Friday, November 30, 2007

Stop!- thief!

Former minister Bunkle gets diversion for theft

6:00AM Friday November 30, 2007

Former Government minister Phillida Bunkle has been given diversion after pleading guilty to taking about $30 worth of items from a supermarket.

The former Alliance MP and Consumer Affairs Minister was charged with theft after walking out of a Paraparaumu supermarket without paying for coffee and a bottle of wine on October 16.

The Dominion Post reported yesterday that Bunkle had returned from Britain, where she had been for several weeks, to face the charge at Porirua District Court.


The judge was convinced that, as a former Alliance MP, Bunkum genuinely did not understand that it is wrong to take other peoples property.
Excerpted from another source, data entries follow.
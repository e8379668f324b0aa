use async_trait::async_trait;
use integra_core::utils::secret::MaskedSecret;
use integra_types::{Role, User};
use std::collections::HashMap;
use std::sync::atomic::{AtomicBool, Ordering};
use std::sync::Mutex;
use std::time::Duration;
use subtle::ConstantTimeEq;
use tracing::{debug, info};
use uuid::Uuid;

use super::{Authenticated, IdentityProvider, ProviderError};

struct Account {
    user: User,
    password: MaskedSecret,
}

/// Seeded user directory living in process memory.
///
/// Tokens are random UUIDs and only valid for the lifetime of the provider.
pub struct InMemoryIdentityProvider {
    accounts: Mutex<HashMap<String, Account>>,
    tokens: Mutex<HashMap<String, String>>,
    available: AtomicBool,
    latency: Option<Duration>,
}

impl Default for InMemoryIdentityProvider {
    fn default() -> Self {
        Self::new()
    }
}

impl InMemoryIdentityProvider {
    pub fn new() -> Self {
        Self {
            accounts: Mutex::new(HashMap::new()),
            tokens: Mutex::new(HashMap::new()),
            available: AtomicBool::new(true),
            latency: None,
        }
    }

    /// One demo account per role, password `<role>-demo`.
    pub fn seeded() -> Self {
        let provider = Self::new();
        provider.add_user(
            User {
                id: "1".to_string(),
                display_name: "Ada Admin".to_string(),
                email: "admin@cbank.example".to_string(),
                role: Role::Administrator,
            },
            "admin-demo",
        );
        provider.add_user(
            User {
                id: "2".to_string(),
                display_name: "Otto Operator".to_string(),
                email: "operator@cbank.example".to_string(),
                role: Role::Operator,
            },
            "operator-demo",
        );
        provider.add_user(
            User {
                id: "3".to_string(),
                display_name: "Vera Viewer".to_string(),
                email: "viewer@cbank.example".to_string(),
                role: Role::Viewer,
            },
            "viewer-demo",
        );
        provider
    }

    /// Delay every call, to exercise in-flight races.
    pub fn with_latency(mut self, latency: Duration) -> Self {
        self.latency = Some(latency);
        self
    }

    pub fn add_user(&self, user: User, password: &str) {
        let key = user.email.to_lowercase();
        if let Ok(mut accounts) = self.accounts.lock() {
            accounts.insert(
                key,
                Account {
                    user,
                    password: MaskedSecret::from(password),
                },
            );
        }
    }

    /// Change the role of an existing account, effective on the next verify.
    pub fn set_role(&self, email: &str, role: Role) -> bool {
        let Ok(mut accounts) = self.accounts.lock() else {
            return false;
        };
        match accounts.get_mut(&email.to_lowercase()) {
            Some(account) => {
                account.user.role = role;
                true
            }
            None => false,
        }
    }

    /// Drop every token issued to `email`.
    pub fn revoke_user(&self, email: &str) -> usize {
        let key = email.to_lowercase();
        let Ok(mut tokens) = self.tokens.lock() else {
            return 0;
        };
        let before = tokens.len();
        tokens.retain(|_, owner| *owner != key);
        let removed = before - tokens.len();
        info!("Revoked {} credential(s) of {}", removed, email);
        removed
    }

    /// Simulate an outage: every call fails with `Unavailable`.
    pub fn set_available(&self, available: bool) {
        self.available.store(available, Ordering::SeqCst);
    }

    pub fn active_tokens(&self) -> usize {
        self.tokens.lock().map(|tokens| tokens.len()).unwrap_or(0)
    }

    async fn simulate_call(&self) -> Result<(), ProviderError> {
        if let Some(latency) = self.latency {
            tokio::time::sleep(latency).await;
        }
        if self.available.load(Ordering::SeqCst) {
            Ok(())
        } else {
            Err(ProviderError::Unavailable(
                "in-memory identity provider is offline".to_string(),
            ))
        }
    }

    fn poisoned() -> ProviderError {
        ProviderError::Unavailable("in-memory directory lock poisoned".to_string())
    }
}

#[async_trait]
impl IdentityProvider for InMemoryIdentityProvider {
    fn name(&self) -> &str {
        "memory"
    }

    async fn verify(&self, token: &MaskedSecret) -> Result<Option<User>, ProviderError> {
        self.simulate_call().await?;

        let owner = {
            let tokens = self.tokens.lock().map_err(|_| Self::poisoned())?;
            tokens.get(token.expose_secret()).cloned()
        };
        let Some(owner) = owner else {
            debug!("Unknown credential {}", token);
            return Ok(None);
        };

        let accounts = self.accounts.lock().map_err(|_| Self::poisoned())?;
        Ok(accounts.get(&owner).map(|account| account.user.clone()))
    }

    async fn authenticate(
        &self,
        email: &str,
        password: &MaskedSecret,
    ) -> Result<Authenticated, ProviderError> {
        self.simulate_call().await?;

        let key = email.trim().to_lowercase();
        let user = {
            let accounts = self.accounts.lock().map_err(|_| Self::poisoned())?;
            let account = accounts
                .get(&key)
                .ok_or(ProviderError::InvalidCredentials)?;
            let matches: bool = account
                .password
                .expose_secret()
                .as_bytes()
                .ct_eq(password.expose_secret().as_bytes())
                .into();
            if !matches {
                return Err(ProviderError::InvalidCredentials);
            }
            account.user.clone()
        };

        let token = Uuid::new_v4().to_string();
        self.tokens
            .lock()
            .map_err(|_| Self::poisoned())?
            .insert(token.clone(), key);

        Ok(Authenticated {
            user,
            token: MaskedSecret::new(token),
        })
    }

    async fn revoke(&self, token: &MaskedSecret) -> Result<(), ProviderError> {
        self.tokens
            .lock()
            .map_err(|_| Self::poisoned())?
            .remove(token.expose_secret());
        Ok(())
    }
}

#[cfg(test)]
mod tests {
    use super::*;

    #[tokio::test]
    async fn test_login_and_verify_round() {
        let provider = InMemoryIdentityProvider::seeded();
        let auth = provider
            .authenticate("Viewer@CBank.example", &MaskedSecret::from("viewer-demo"))
            .await
            .unwrap();
        assert_eq!(auth.user.role, Role::Viewer);

        let user = provider.verify(&auth.token).await.unwrap();
        assert_eq!(user.map(|u| u.email), Some("viewer@cbank.example".to_string()));
    }

    #[tokio::test]
    async fn test_wrong_password_and_unknown_user_look_the_same() {
        let provider = InMemoryIdentityProvider::seeded();
        let wrong_password = provider
            .authenticate("admin@cbank.example", &MaskedSecret::from("nope"))
            .await
            .unwrap_err();
        let unknown = provider
            .authenticate("ghost@cbank.example", &MaskedSecret::from("admin-demo"))
            .await
            .unwrap_err();
        assert_eq!(wrong_password, ProviderError::InvalidCredentials);
        assert_eq!(unknown, wrong_password);
    }

    #[tokio::test]
    async fn test_revoked_user_no_longer_verifies() {
        let provider = InMemoryIdentityProvider::seeded();
        let auth = provider
            .authenticate("operator@cbank.example", &MaskedSecret::from("operator-demo"))
            .await
            .unwrap();

        assert_eq!(provider.revoke_user("operator@cbank.example"), 1);
        assert_eq!(provider.verify(&auth.token).await.unwrap(), None);
    }

    #[tokio::test]
    async fn test_role_change_is_visible_on_verify() {
        let provider = InMemoryIdentityProvider::seeded();
        let auth = provider
            .authenticate("operator@cbank.example", &MaskedSecret::from("operator-demo"))
            .await
            .unwrap();
        assert!(provider.set_role("operator@cbank.example", Role::Viewer));

        let user = provider.verify(&auth.token).await.unwrap().unwrap();
        assert_eq!(user.role, Role::Viewer);
    }

    #[tokio::test]
    async fn test_offline_provider_is_unavailable() {
        let provider = InMemoryIdentityProvider::seeded();
        provider.set_available(false);
        let err = provider
            .verify(&MaskedSecret::from("anything"))
            .await
            .unwrap_err();
        assert!(matches!(err, ProviderError::Unavailable(_)));
    }
}
use config::{Config, ConfigError, Environment, File};
use integra_core::settings::{
    identity_provider::{IdentityProviderSettings, ProviderMode},
    session::SessionSettings,
};
use serde::Deserialize;
use std::env;

#[derive(Debug, Deserialize, Clone, Default)]
#[allow(unused)]
pub struct Settings {
    #[serde(default)]
    pub debug: bool,
    #[serde(default)]
    pub identity_provider: IdentityProviderSettings,
    #[serde(default)]
    pub session: SessionSettings,
}

impl Settings {
    pub fn get_environment() -> Environment {
        Environment::default()
            .prefix("INTEGRA")
            .prefix_separator("__")
            .separator("__")
            .try_parsing(true)
    }

    /// Layered configuration: `config/default`, `config/<run mode>`,
    /// `config/local`, then `INTEGRA__*` environment variables.
    pub fn new() -> Result<Self, ConfigError> {
        let run_mode = env::var("INTEGRA_RUN_MODE").unwrap_or_else(|_| "development".into());

        let settings: Settings = Config::builder()
            .set_default("identity_provider.mode", "memory")?
            .set_default("session.recheck_interval", "5m")?
            .add_source(File::with_name("config/default").required(false))
            .add_source(File::with_name(&format!("config/{run_mode}")).required(false))
            .add_source(File::with_name("config/local").required(false))
            .add_source(Self::get_environment())
            .build()?
            .try_deserialize()?;

        settings.validate()?;
        Ok(settings)
    }

    pub fn validate(&self) -> Result<(), ConfigError> {
        if self.identity_provider.mode == ProviderMode::Http
            && self
                .identity_provider
                .base_url
                .as_deref()
                .is_none_or(|url| url.trim().is_empty())
        {
            return Err(ConfigError::Message(
                "identity_provider.base_url must be set when identity_provider.mode is http"
                    .into(),
            ));
        }
        Ok(())
    }
}
pub mod config;

pub use config::Settings;
use integra_core::utils::secret::MaskedSecret;
use integra_types::{Session, User};
use std::sync::atomic::{AtomicU64, AtomicUsize, Ordering};
use std::sync::Arc;
use tokio::sync::watch;
use tokio::task::JoinHandle;
use tracing::{debug, error, info, instrument, warn};

use crate::credentials::{CredentialStore, StoredCredential};
use crate::error::AuthError;
use crate::identity::IdentityProvider;

/// Owns the current [`Session`] and publishes every change.
///
/// Logins and logouts bump a generation counter. An operation only applies
/// its result when the counter still has the value it observed, so a check
/// or login that resolves after a later logout cannot resurrect the
/// identity. All state and credential mutations happen while holding the
/// watch channel's lock.
pub struct SessionStore {
    state: watch::Sender<Session>,
    provider: Arc<dyn IdentityProvider>,
    credentials: Arc<dyn CredentialStore>,
    generation: AtomicU64,
    checks_in_flight: AtomicUsize,
}

enum CheckOutcome {
    NoCredential,
    Verified(User),
    Rejected,
    Failed(AuthError),
}

/// Counts a running session check. Dropping it without [`PendingCheck::settle`]
/// (the check future was cancelled) still releases the slot and publishes the
/// new `loading` flag.
struct PendingCheck<'a> {
    store: &'a SessionStore,
    settled: bool,
}

impl<'a> PendingCheck<'a> {
    fn start(store: &'a SessionStore) -> Self {
        store.state.send_modify(|session| {
            store.checks_in_flight.fetch_add(1, Ordering::SeqCst);
            session.loading = true;
        });
        Self {
            store,
            settled: false,
        }
    }

    /// Release the slot while the caller already holds the channel lock.
    fn settle(mut self, session: &mut Session) {
        self.settled = true;
        session.loading = self.store.finish_check();
    }
}

impl Drop for PendingCheck<'_> {
    fn drop(&mut self) {
        if self.settled {
            return;
        }
        debug!("Session check cancelled before it resolved");
        let store = self.store;
        store.state.send_modify(|session| session.loading = store.finish_check());
    }
}

impl SessionStore {
    /// Starts in the loading state; the owner is expected to run
    /// [`SessionStore::check_session`] right away.
    pub fn new(
        provider: Arc<dyn IdentityProvider>,
        credentials: Arc<dyn CredentialStore>,
    ) -> Self {
        let (state, _) = watch::channel(Session::initial());
        Self {
            state,
            provider,
            credentials,
            generation: AtomicU64::new(0),
            checks_in_flight: AtomicUsize::new(0),
        }
    }

    pub fn snapshot(&self) -> Session {
        self.state.borrow().clone()
    }

    pub fn subscribe(&self) -> watch::Receiver<Session> {
        self.state.subscribe()
    }

    pub fn provider(&self) -> &Arc<dyn IdentityProvider> {
        &self.provider
    }

    pub fn has_stored_credential(&self) -> bool {
        matches!(self.credentials.load(), Ok(Some(_)))
    }

    /// Re-validate the stored credential with the identity provider.
    ///
    /// Never fails: any error leaves the session unauthenticated and
    /// `loading` is cleared once no other check is pending, also when the
    /// returned future is dropped early. A result only applies while the
    /// credential it verified is still the stored one.
    #[instrument(skip(self), fields(provider = self.provider.name()))]
    pub async fn check_session(&self) -> Session {
        let generation = self.generation.load(Ordering::SeqCst);
        let pending = PendingCheck::start(self);

        let (checked, outcome) = self.verify_stored_credential().await;

        self.state.send_modify(|session| {
            pending.settle(session);

            if self.generation.load(Ordering::SeqCst) != generation {
                debug!("Discarding session check result, a login or logout happened meanwhile");
                return;
            }
            if self.stored_token().as_ref() != checked.as_ref() {
                debug!("Discarding session check result, the stored credential changed meanwhile");
                return;
            }

            match outcome {
                CheckOutcome::NoCredential => session.identity = None,
                CheckOutcome::Verified(user) => {
                    debug!("Session verified for {}", user.email);
                    session.identity = Some(user);
                }
                CheckOutcome::Rejected => {
                    if let Some(previous) = session.identity.take() {
                        info!(
                            "Credential of {} was revoked by the identity provider, signing out",
                            previous.email
                        );
                    }
                    if let Err(e) = self.credentials.clear() {
                        warn!("Failed to remove rejected credential: {}", e);
                    }
                }
                CheckOutcome::Failed(err) => {
                    match &err {
                        AuthError::MalformedResponse(_) => {
                            error!("Session check failed: {}", err)
                        }
                        _ => warn!("Session check failed: {}", err),
                    }
                    // the credential stays for the next check
                    session.identity = None;
                }
            }
        });

        self.snapshot()
    }

    /// Release one check slot, returns whether other checks are still running.
    fn finish_check(&self) -> bool {
        let previous = self
            .checks_in_flight
            .fetch_update(Ordering::SeqCst, Ordering::SeqCst, |n| Some(n.saturating_sub(1)))
            .unwrap_or_default();
        previous > 1
    }

    fn stored_token(&self) -> Option<MaskedSecret> {
        match self.credentials.load() {
            Ok(credential) => credential.map(|c| c.token),
            Err(_) => None,
        }
    }

    async fn verify_stored_credential(&self) -> (Option<MaskedSecret>, CheckOutcome) {
        let credential = match self.credentials.load() {
            Ok(Some(credential)) => credential,
            Ok(None) => return (None, CheckOutcome::NoCredential),
            Err(e) => {
                warn!("Failed to read stored credential: {}", e);
                return (None, CheckOutcome::NoCredential);
            }
        };

        let outcome = match self.provider.verify(&credential.token).await {
            Ok(Some(user)) => CheckOutcome::Verified(user),
            Ok(None) => CheckOutcome::Rejected,
            Err(e) => CheckOutcome::Failed(e.into()),
        };
        (Some(credential.token), outcome)
    }

    /// Exchange email and password for a session.
    ///
    /// On success the identity is set and the credential stored. A later
    /// `logout` or `login` started before this one resolves wins, this call
    /// then reports [`AuthError::Superseded`].
    #[instrument(skip(self, password), fields(provider = self.provider.name()))]
    pub async fn login(&self, email: &str, password: &str) -> Result<User, AuthError> {
        let email = email.trim();
        if email.is_empty() || password.is_empty() {
            return Err(AuthError::InvalidCredentials);
        }

        let generation = self.generation.fetch_add(1, Ordering::SeqCst) + 1;
        let password = MaskedSecret::from(password);

        let authenticated = match self.provider.authenticate(email, &password).await {
            Ok(authenticated) => authenticated,
            Err(e) => {
                let err = AuthError::from(e);
                match &err {
                    AuthError::InvalidCredentials => info!("Login rejected for {}", email),
                    AuthError::MalformedResponse(_) => error!("Login failed for {}: {}", email, err),
                    _ => warn!("Login failed for {}: {}", email, err),
                }
                return Err(err);
            }
        };

        let mut applied = false;
        self.state.send_if_modified(|session| {
            if self.generation.load(Ordering::SeqCst) != generation {
                return false;
            }
            let credential = StoredCredential::new(
                authenticated.token.clone(),
                self.provider.name(),
                &authenticated.user.email,
            );
            if let Err(e) = self.credentials.save(&credential) {
                warn!(
                    "Failed to persist credential, the session will not survive a restart: {}",
                    e
                );
            }
            session.identity = Some(authenticated.user.clone());
            session.loading = self.checks_in_flight.load(Ordering::SeqCst) > 0;
            applied = true;
            true
        });

        if !applied {
            info!("Login of {} superseded, discarding its credential", email);
            if let Err(e) = self.provider.revoke(&authenticated.token).await {
                debug!("Could not revoke superseded credential: {}", e);
            }
            return Err(AuthError::Superseded);
        }

        info!("Signed in {} as {}", authenticated.user.email, authenticated.user.role);
        Ok(authenticated.user)
    }

    /// Forget the identity and the stored credential.
    ///
    /// Takes effect before returning. Revocation at the provider runs in the
    /// background when a runtime is available; its handle is returned for
    /// callers about to exit.
    pub fn logout(&self) -> Option<JoinHandle<()>> {
        let mut revoked_token: Option<MaskedSecret> = None;

        self.state.send_if_modified(|session| {
            self.generation.fetch_add(1, Ordering::SeqCst);
            match self.credentials.load() {
                Ok(credential) => revoked_token = credential.map(|c| c.token),
                Err(e) => warn!("Failed to read stored credential during logout: {}", e),
            }
            if let Err(e) = self.credentials.clear() {
                warn!("Failed to remove stored credential: {}", e);
            }
            let was_loading = session.loading;
            session.loading = self.checks_in_flight.load(Ordering::SeqCst) > 0;
            match session.identity.take() {
                Some(user) => {
                    info!("Signed out {}", user.email);
                    true
                }
                None => was_loading != session.loading,
            }
        });

        let token = revoked_token?;
        let runtime = tokio::runtime::Handle::try_current().ok()?;
        let provider = self.provider.clone();
        Some(runtime.spawn(async move {
            if let Err(e) = provider.revoke(&token).await {
                debug!("Could not revoke credential at the provider: {}", e);
            }
        }))
    }
}
pub mod permissions;
pub mod session;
Thursday, November 29, 2007

Where's Cricket?

I ate the little fucker!

Update:


Dead Rat-dog- best kind!

The Christmas wish list

Her Indoors:

Clothes vouchers
Gold stuff
Chocolate
More gold stuff.

B1:
What's Christmas?

B2:
Transformers (all)
Hot wheels
Trampoline
Swimming pool
Bike
Skateboard
R/C car
Transformers
Transformer towel
Transformers sleeping bag
Transformers
Transformers Movie
50" LCD TV
Chocolate
Chocolate transformers

Me:
More sex
More Money
A Luger

Monday, November 26, 2007

Into the 21st!

After an IE meltdown, I finally upgraded to Mozilla Firefox.

Why did I wait so long!- I have had this PC for six months now (The old one wouldn't run a real browser)

Screw you Microsoftcocks!

Sunday, November 25, 2007

A consequence-free enviroment

Where a 21 year-old can knock up a 12 year-old (having shagged her since age 11)

Sordid story here:

And-

"...Police chose not to lay charges against a 21-year-old who fathered a child with a 13-year-old girl - even though he confessed to police he had been having sex with a minor..."

I would be choosing to cut the friggin' pedophille's balls off and feed them to him!

"...Asked about police protocols in the case of someone having sex with a minor, a spokesperson at Police National Headquarters said charges were laid only if there was sufficient evidence and proceeding with a case was in the public interest..."

How about DNA evidence?

Or is he planning a career in the labour party?


Feckin' unbelievable!

Friday, November 23, 2007

Bloody Metrosexual TV

I was going to have a go about the endless shows involving simpering poofters telling us how to dress & live.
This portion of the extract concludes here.